◆ Saved data entries:
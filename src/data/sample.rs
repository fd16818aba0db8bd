use std::f64::consts::{FRAC_PI_2, PI};
use std::fs::File;
use std::path::Path;
use std::sync::Arc;

use anyhow::{anyhow, Context, Result};
use arrow::array::{Date32Array, Float64Array, Int64Array, StringArray};
use arrow::datatypes::{DataType, Field, Schema};
use arrow::record_batch::RecordBatch;
use chrono::{Datelike, Days, NaiveDate};
use parquet::arrow::ArrowWriter;
use rand::rngs::StdRng;
use rand::SeedableRng;
use rand_distr::{Distribution, Normal};

use super::loader::{DATE_COLUMN, PRICE_COLUMN, REGION_COLUMN, TYPE_COLUMN, VOLUME_COLUMN};
use super::model::{AvocadoType, PriceRecord};

/// Seed used by the `generate_sample` binary.
pub const DEFAULT_SEED: u64 = 42;

/// (region, base conventional price, weekly conventional volume)
pub const REGIONS: [(&str, f64, f64); 6] = [
    ("Albany", 1.15, 45_000.0),
    ("Atlanta", 1.05, 350_000.0),
    ("Boston", 1.20, 550_000.0),
    ("California", 1.00, 5_500_000.0),
    ("Denver", 1.10, 700_000.0),
    ("Seattle", 1.25, 400_000.0),
];

/// Organic avocados cost more and sell far less.
const ORGANIC_PRICE_FACTOR: f64 = 1.45;
const ORGANIC_VOLUME_FACTOR: f64 = 0.03;

/// Weekly Sundays from 2015-01-04 through 2018-03-25.
pub fn weeks() -> Vec<NaiveDate> {
    let first = NaiveDate::from_ymd_opt(2015, 1, 4).unwrap_or_default();
    let last = NaiveDate::from_ymd_opt(2018, 3, 25).unwrap_or_default();
    std::iter::successors(Some(first), |d| d.checked_add_days(Days::new(7)))
        .take_while(|d| *d <= last)
        .collect()
}

/// Synthetic weekly rows for every region and both types, grouped by
/// region then type, each group in date order.  The same seed always
/// yields the same rows.
pub fn generate(seed: u64) -> Result<Vec<PriceRecord>> {
    let mut rng = StdRng::seed_from_u64(seed);
    let price_step = Normal::new(0.0, 0.02).map_err(|e| anyhow!("price noise: {e}"))?;
    let volume_noise = Normal::new(0.0, 0.08).map_err(|e| anyhow!("volume noise: {e}"))?;

    let dates = weeks();
    let mut rows = Vec::with_capacity(REGIONS.len() * 2 * dates.len());

    for &(region, base_price, base_volume) in &REGIONS {
        for (kind, price_factor, volume_factor) in [
            (AvocadoType::Conventional, 1.0, 1.0),
            (AvocadoType::Organic, ORGANIC_PRICE_FACTOR, ORGANIC_VOLUME_FACTOR),
        ] {
            // Random walk around a seasonal curve peaking in autumn.
            let mut drift: f64 = 0.0;
            for &date in &dates {
                drift = (drift + price_step.sample(&mut rng)).clamp(-0.3, 0.3);
                let season = (date.ordinal() as f64 / 365.0 * 2.0 * PI - FRAC_PI_2).sin();
                let price = (base_price * price_factor * (1.0 + 0.12 * season) + drift).max(0.4);
                let volume = (base_volume * volume_factor * (1.0 - 0.2 * season)
                    * (1.0 + volume_noise.sample(&mut rng)))
                .max(0.0);

                rows.push(PriceRecord {
                    date,
                    region: region.to_string(),
                    kind,
                    average_price: round_cents(price),
                    total_volume: round_cents(volume),
                });
            }
        }
    }

    Ok(rows)
}

fn round_cents(value: f64) -> f64 {
    (value * 100.0).round() / 100.0
}

/// pandas-style CSV: unnamed index column plus a `year` column.
pub fn write_csv(path: &Path, rows: &[PriceRecord]) -> Result<()> {
    let mut writer = csv::Writer::from_path(path)
        .with_context(|| format!("creating {}", path.display()))?;
    writer.write_record([
        "",
        DATE_COLUMN,
        PRICE_COLUMN,
        VOLUME_COLUMN,
        TYPE_COLUMN,
        "year",
        REGION_COLUMN,
    ])?;
    for (i, row) in rows.iter().enumerate() {
        writer.write_record([
            i.to_string(),
            row.date.format("%Y-%m-%d").to_string(),
            format!("{:.2}", row.average_price),
            format!("{:.2}", row.total_volume),
            row.kind.to_string(),
            row.date.year().to_string(),
            row.region.clone(),
        ])?;
    }
    writer.flush().context("flushing CSV")?;
    Ok(())
}

/// Parquet with `Date` stored as Arrow `Date32`.  Returns the written batch.
pub fn write_parquet(path: &Path, rows: &[PriceRecord]) -> Result<RecordBatch> {
    let epoch = NaiveDate::from_ymd_opt(1970, 1, 1).unwrap_or_default();

    let schema = Arc::new(Schema::new(vec![
        Field::new(DATE_COLUMN, DataType::Date32, false),
        Field::new(PRICE_COLUMN, DataType::Float64, false),
        Field::new(VOLUME_COLUMN, DataType::Float64, false),
        Field::new(TYPE_COLUMN, DataType::Utf8, false),
        Field::new("year", DataType::Int64, false),
        Field::new(REGION_COLUMN, DataType::Utf8, false),
    ]));

    let days: Vec<i32> = rows.iter().map(|r| (r.date - epoch).num_days() as i32).collect();
    let prices: Vec<f64> = rows.iter().map(|r| r.average_price).collect();
    let volumes: Vec<f64> = rows.iter().map(|r| r.total_volume).collect();
    let kinds: Vec<&str> = rows.iter().map(|r| r.kind.as_str()).collect();
    let years: Vec<i64> = rows.iter().map(|r| i64::from(r.date.year())).collect();
    let regions: Vec<&str> = rows.iter().map(|r| r.region.as_str()).collect();

    let batch = RecordBatch::try_new(
        schema.clone(),
        vec![
            Arc::new(Date32Array::from(days)),
            Arc::new(Float64Array::from(prices)),
            Arc::new(Float64Array::from(volumes)),
            Arc::new(StringArray::from(kinds)),
            Arc::new(Int64Array::from(years)),
            Arc::new(StringArray::from(regions)),
        ],
    )
    .context("building record batch")?;

    let file = File::create(path).with_context(|| format!("creating {}", path.display()))?;
    let mut writer = ArrowWriter::try_new(file, schema, None).context("creating parquet writer")?;
    writer.write(&batch).context("writing parquet batch")?;
    writer.close().context("closing parquet writer")?;
    Ok(batch)
}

◆ WHAT TO DO: Pick each line holding the word "StringArray" out of the data and copy it.

◆ ANSWER TO THIS TASK:
use arrow::array::{Date32Array, Float64Array, Int64Array, StringArray};
            Arc::new(StringArray::from(kinds)),
            Arc::new(StringArray::from(regions)),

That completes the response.